- Task -
Only these lines of the data below are wanted: the one with "repository 8fc69554eb8ef1af", the one with "let (tx, _) = broadcast::channel(NOTICE_CAPACITY);", and any lines between them, each repeated exactly.

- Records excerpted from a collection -
----------

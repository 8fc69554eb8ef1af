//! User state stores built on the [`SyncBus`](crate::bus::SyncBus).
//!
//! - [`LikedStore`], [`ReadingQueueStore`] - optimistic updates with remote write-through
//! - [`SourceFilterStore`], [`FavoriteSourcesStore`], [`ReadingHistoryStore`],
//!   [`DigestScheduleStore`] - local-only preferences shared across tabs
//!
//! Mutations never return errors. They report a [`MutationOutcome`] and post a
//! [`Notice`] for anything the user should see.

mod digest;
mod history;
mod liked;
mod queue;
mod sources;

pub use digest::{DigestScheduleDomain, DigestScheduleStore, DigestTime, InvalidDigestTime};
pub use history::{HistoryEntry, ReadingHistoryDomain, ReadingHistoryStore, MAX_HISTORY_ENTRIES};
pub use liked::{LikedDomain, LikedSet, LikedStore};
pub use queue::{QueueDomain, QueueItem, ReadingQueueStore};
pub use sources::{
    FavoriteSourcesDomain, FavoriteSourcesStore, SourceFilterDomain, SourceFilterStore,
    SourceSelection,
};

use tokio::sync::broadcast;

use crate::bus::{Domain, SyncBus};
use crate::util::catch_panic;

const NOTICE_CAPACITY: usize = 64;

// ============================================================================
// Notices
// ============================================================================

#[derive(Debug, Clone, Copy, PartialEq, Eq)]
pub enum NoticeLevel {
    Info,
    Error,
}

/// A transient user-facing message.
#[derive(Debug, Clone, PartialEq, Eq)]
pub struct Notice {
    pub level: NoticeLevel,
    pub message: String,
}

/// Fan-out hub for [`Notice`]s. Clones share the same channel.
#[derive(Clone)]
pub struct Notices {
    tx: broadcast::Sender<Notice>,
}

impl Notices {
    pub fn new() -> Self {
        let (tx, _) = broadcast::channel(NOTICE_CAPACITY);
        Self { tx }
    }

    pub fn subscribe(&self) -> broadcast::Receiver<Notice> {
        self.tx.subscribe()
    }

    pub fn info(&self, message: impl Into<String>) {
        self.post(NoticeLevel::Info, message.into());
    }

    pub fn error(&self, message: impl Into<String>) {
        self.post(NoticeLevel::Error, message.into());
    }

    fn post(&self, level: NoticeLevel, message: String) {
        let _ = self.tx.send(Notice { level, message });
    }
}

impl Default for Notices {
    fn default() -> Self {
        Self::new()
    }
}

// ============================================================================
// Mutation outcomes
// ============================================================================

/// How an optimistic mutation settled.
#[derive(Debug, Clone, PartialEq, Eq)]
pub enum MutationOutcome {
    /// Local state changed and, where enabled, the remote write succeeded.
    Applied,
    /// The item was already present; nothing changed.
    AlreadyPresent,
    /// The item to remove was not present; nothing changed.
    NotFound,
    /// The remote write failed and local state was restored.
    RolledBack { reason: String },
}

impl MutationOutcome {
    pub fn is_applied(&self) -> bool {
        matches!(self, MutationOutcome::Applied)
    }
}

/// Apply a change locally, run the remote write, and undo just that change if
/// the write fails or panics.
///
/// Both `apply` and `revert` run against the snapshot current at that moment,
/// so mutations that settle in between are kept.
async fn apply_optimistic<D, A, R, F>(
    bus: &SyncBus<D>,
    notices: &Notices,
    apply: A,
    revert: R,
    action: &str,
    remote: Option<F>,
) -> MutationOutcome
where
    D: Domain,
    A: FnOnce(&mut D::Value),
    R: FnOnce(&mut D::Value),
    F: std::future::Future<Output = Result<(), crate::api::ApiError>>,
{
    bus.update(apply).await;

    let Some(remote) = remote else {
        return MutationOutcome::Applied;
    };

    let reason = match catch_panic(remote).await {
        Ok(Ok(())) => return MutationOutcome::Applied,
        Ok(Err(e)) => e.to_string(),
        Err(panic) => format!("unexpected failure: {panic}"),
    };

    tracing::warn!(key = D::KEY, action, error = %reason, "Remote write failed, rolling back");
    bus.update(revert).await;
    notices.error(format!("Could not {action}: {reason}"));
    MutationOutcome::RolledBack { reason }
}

----------

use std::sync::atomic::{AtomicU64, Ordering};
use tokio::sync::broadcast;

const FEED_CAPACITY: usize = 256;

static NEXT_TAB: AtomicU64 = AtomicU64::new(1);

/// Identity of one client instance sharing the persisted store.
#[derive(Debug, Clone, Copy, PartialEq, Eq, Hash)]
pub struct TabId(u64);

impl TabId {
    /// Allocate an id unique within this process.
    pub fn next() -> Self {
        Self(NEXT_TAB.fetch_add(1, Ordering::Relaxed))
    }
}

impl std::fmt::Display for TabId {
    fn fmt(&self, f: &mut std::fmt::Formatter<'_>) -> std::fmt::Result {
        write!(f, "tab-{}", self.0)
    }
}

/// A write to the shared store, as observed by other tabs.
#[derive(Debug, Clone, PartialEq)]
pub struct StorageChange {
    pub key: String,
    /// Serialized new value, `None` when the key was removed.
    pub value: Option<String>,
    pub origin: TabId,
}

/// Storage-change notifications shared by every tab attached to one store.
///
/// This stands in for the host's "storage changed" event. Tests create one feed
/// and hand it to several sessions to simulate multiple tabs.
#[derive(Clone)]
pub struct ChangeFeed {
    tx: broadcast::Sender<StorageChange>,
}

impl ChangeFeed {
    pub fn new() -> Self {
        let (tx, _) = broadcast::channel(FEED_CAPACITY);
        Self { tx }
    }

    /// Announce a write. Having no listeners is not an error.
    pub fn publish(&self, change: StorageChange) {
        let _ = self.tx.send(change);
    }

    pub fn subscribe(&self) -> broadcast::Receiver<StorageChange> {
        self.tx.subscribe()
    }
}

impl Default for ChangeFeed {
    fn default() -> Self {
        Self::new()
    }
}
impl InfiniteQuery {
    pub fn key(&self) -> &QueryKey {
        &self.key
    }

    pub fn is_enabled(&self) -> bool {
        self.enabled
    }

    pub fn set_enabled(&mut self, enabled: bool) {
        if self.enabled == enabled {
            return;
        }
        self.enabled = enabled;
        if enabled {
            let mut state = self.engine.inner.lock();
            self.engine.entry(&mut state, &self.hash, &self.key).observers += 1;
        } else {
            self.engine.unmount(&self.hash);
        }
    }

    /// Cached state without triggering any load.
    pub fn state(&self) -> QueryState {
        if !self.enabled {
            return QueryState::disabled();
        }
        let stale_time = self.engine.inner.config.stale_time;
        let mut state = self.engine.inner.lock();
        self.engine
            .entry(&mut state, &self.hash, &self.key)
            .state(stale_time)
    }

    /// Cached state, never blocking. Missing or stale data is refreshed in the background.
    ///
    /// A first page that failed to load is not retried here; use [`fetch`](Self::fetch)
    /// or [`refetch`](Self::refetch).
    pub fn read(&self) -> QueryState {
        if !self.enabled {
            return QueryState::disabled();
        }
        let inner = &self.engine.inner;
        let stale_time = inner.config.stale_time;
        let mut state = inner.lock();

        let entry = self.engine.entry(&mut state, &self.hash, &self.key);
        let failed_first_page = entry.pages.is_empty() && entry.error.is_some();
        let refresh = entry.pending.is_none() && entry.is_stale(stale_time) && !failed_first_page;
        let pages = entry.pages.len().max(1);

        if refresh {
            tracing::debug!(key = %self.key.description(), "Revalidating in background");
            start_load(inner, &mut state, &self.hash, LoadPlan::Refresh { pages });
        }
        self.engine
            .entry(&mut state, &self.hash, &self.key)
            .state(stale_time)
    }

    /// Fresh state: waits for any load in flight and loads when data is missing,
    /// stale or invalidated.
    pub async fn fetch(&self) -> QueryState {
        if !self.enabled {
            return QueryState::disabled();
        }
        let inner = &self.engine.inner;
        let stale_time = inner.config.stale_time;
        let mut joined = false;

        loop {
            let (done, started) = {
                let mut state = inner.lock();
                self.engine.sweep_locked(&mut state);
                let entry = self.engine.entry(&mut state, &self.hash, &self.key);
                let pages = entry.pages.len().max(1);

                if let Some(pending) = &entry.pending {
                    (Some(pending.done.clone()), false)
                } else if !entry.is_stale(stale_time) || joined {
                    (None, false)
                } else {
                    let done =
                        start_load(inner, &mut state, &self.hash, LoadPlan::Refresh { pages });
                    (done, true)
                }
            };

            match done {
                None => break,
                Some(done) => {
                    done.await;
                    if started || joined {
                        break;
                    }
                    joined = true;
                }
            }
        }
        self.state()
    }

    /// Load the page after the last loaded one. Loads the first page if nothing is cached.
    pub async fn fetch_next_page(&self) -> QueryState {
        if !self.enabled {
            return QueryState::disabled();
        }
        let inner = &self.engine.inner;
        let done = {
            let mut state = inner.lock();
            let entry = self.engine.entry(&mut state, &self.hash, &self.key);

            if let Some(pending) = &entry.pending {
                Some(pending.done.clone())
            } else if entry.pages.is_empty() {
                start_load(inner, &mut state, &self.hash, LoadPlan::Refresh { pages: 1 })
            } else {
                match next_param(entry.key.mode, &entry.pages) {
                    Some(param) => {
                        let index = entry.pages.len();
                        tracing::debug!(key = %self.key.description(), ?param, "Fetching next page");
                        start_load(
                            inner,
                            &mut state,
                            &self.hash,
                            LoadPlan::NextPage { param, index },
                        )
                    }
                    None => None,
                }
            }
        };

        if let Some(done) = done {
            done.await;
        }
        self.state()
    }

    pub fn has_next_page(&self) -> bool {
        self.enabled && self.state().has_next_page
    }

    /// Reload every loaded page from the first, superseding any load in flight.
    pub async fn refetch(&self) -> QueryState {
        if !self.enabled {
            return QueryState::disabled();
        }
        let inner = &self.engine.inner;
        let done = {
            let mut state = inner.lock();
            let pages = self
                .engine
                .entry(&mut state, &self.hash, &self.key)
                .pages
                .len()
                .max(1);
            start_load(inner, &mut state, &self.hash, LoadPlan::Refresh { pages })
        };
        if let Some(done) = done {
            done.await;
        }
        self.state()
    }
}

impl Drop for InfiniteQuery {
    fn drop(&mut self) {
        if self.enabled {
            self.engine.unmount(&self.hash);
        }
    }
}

----------

- Task output -
repository 8fc69554eb8ef1af
//! User state stores built on the [`SyncBus`](crate::bus::SyncBus).
//!
//! - [`LikedStore`], [`ReadingQueueStore`] - optimistic updates with remote write-through
//! - [`SourceFilterStore`], [`FavoriteSourcesStore`], [`ReadingHistoryStore`],
//!   [`DigestScheduleStore`] - local-only preferences shared across tabs
//!
//! Mutations never return errors. They report a [`MutationOutcome`] and post a
//! [`Notice`] for anything the user should see.

mod digest;
mod history;
mod liked;
mod queue;
mod sources;

pub use digest::{DigestScheduleDomain, DigestScheduleStore, DigestTime, InvalidDigestTime};
pub use history::{HistoryEntry, ReadingHistoryDomain, ReadingHistoryStore, MAX_HISTORY_ENTRIES};
pub use liked::{LikedDomain, LikedSet, LikedStore};
pub use queue::{QueueDomain, QueueItem, ReadingQueueStore};
pub use sources::{
    FavoriteSourcesDomain, FavoriteSourcesStore, SourceFilterDomain, SourceFilterStore,
    SourceSelection,
};

use tokio::sync::broadcast;

use crate::bus::{Domain, SyncBus};
use crate::util::catch_panic;

const NOTICE_CAPACITY: usize = 64;

// ============================================================================
// Notices
// ============================================================================

#[derive(Debug, Clone, Copy, PartialEq, Eq)]
pub enum NoticeLevel {
    Info,
    Error,
}

/// A transient user-facing message.
#[derive(Debug, Clone, PartialEq, Eq)]
pub struct Notice {
    pub level: NoticeLevel,
    pub message: String,
}

/// Fan-out hub for [`Notice`]s. Clones share the same channel.
#[derive(Clone)]
pub struct Notices {
    tx: broadcast::Sender<Notice>,
}

impl Notices {
    pub fn new() -> Self {
        let (tx, _) = broadcast::channel(NOTICE_CAPACITY);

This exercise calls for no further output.